To evaluate erythrocyte redox state and its surrogates in patients with different stages of diabetic retinopathy and their association with cellular metabolic derangement developed in retinal microvascular cells.


Sixty type 2 diabetic patients with nonproliferative diabetic retinopathy (NPDR), 85 patients with proliferative diabetic retinopathy (PDR), and 70 patients with diabetes but without retinopathy were considered as diabetic control (DC) for the study. In addition, 65 normal individuals without diabetes were enrolled as healthy control in this study. Erythrocyte oxidized nicotinamide adenine dinucleotide phosphate / reduced nicotinamide adenine dinucleotide phosphate (NADP / NADPH), oxidized nicotinamide adenine dinucleotide / reduced nicotinamide adenine dinucleotide (NAD / NADH) glutathione, plasma and vitreous lactate, and pyruvate levels were determined by enzymatic reaction-based spectrophotometric assay for the patients and individuals.

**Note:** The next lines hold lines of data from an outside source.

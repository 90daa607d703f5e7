use pest::error::{ErrorVariant, InputLocation};

use super::Span;
use super::parser::Rule;
use crate::api::Diagnostic;

/// Malformed signature text.
#[derive(Debug, Clone, PartialEq, Eq, thiserror::Error)]
#[error("{message}")]
pub struct ParseError {
    pub message: String,
    pub span: Span,
    pub code: &'static str,
    pub help: Option<String>,
    /// The complete text that was being parsed.
    pub input: String,
}

pub(crate) const SYNTAX_ERROR: &str = "P001";
pub(crate) const TOO_DEEP: &str = "P002";
pub(crate) const BAD_NULLABLE: &str = "P003";
pub(crate) const INVALID_LABEL: &str = "P004";

impl ParseError {
    pub(crate) fn new(
        code: &'static str,
        message: impl Into<String>,
        span: Span,
        input: &str,
    ) -> Self {
        ParseError {
            message: message.into(),
            span,
            code,
            help: None,
            input: input.to_string(),
        }
    }

    pub(crate) fn with_help(mut self, help: impl Into<String>) -> Self {
        self.help = Some(help.into());
        self
    }

    pub fn to_diagnostic(&self) -> Diagnostic {
        let diagnostic =
            Diagnostic::error(self.message.clone(), self.span.clone()).with_code(self.code);
        match &self.help {
            Some(help) => diagnostic.with_help(help.clone()),
            None => diagnostic,
        }
    }
}

/// Convert a pest error into a [`ParseError`] with human-readable rule names.
pub(crate) fn convert_pest_error(err: pest::error::Error<Rule>, input: &str) -> ParseError {
    let span = match err.location {
        InputLocation::Pos(pos) => Span::new(pos, (pos + 1).min(input.len())),
        InputLocation::Span((start, end)) => Span::new(start, end),
    };
    let message = match &err.variant {
        ErrorVariant::CustomError { message } => message.clone(),
        ErrorVariant::ParsingError { .. } => err
            .clone()
            .renamed_rules(describe_rule)
            .variant
            .message()
            .into_owned(),
    };
    ParseError::new(SYNTAX_ERROR, message, span, input)
}

fn describe_rule(rule: &Rule) -> String {
    match rule {
        Rule::EOI => "end of input",
        Rule::signature => "type",
        Rule::nullable => "`?`",
        Rule::tuple => "tuple",
        Rule::element => "tuple element",
        Rule::label => "element name",
        Rule::named | Rule::path | Rule::ident => "type name",
        Rule::type_args => "`<`",
        other => return format!("{other:?}"),
    }
    .to_string()
}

Erythrocyte NADP+ to NADPH ratio to NADPH ratio was found to be significantly higher among NPDR and PDR patients compared with DC subjects (P < 0.0001). Erythrocyte-reduced glutathione was significantly decreased in patients of NPDR (P = 0.0004) and patients of PDR (P = 0.0157) compared to DC. Erythrocyte NAD to NADH ratio was also significantly decreased in patients of NPDR (P < 0.0001) and PDR (P < 0.0001) compared to DC subjects. Lactate to pyruvate ratio of plasma was elevated significantly in patients with NPDR compared with DC (P < 0.0001) and those having PDR (P = 0.0046). In the vitreous fluid, the lactate to pyruvate ratios were found to be significantly lower in normal individuals without diabetes compared with patients having PDR (P < 0.0001).


Hyperglycemia-mediated erythrocyte redox state alterations might be a potential risk factor for the development of NPDR in poorly controlled diabetic subjects.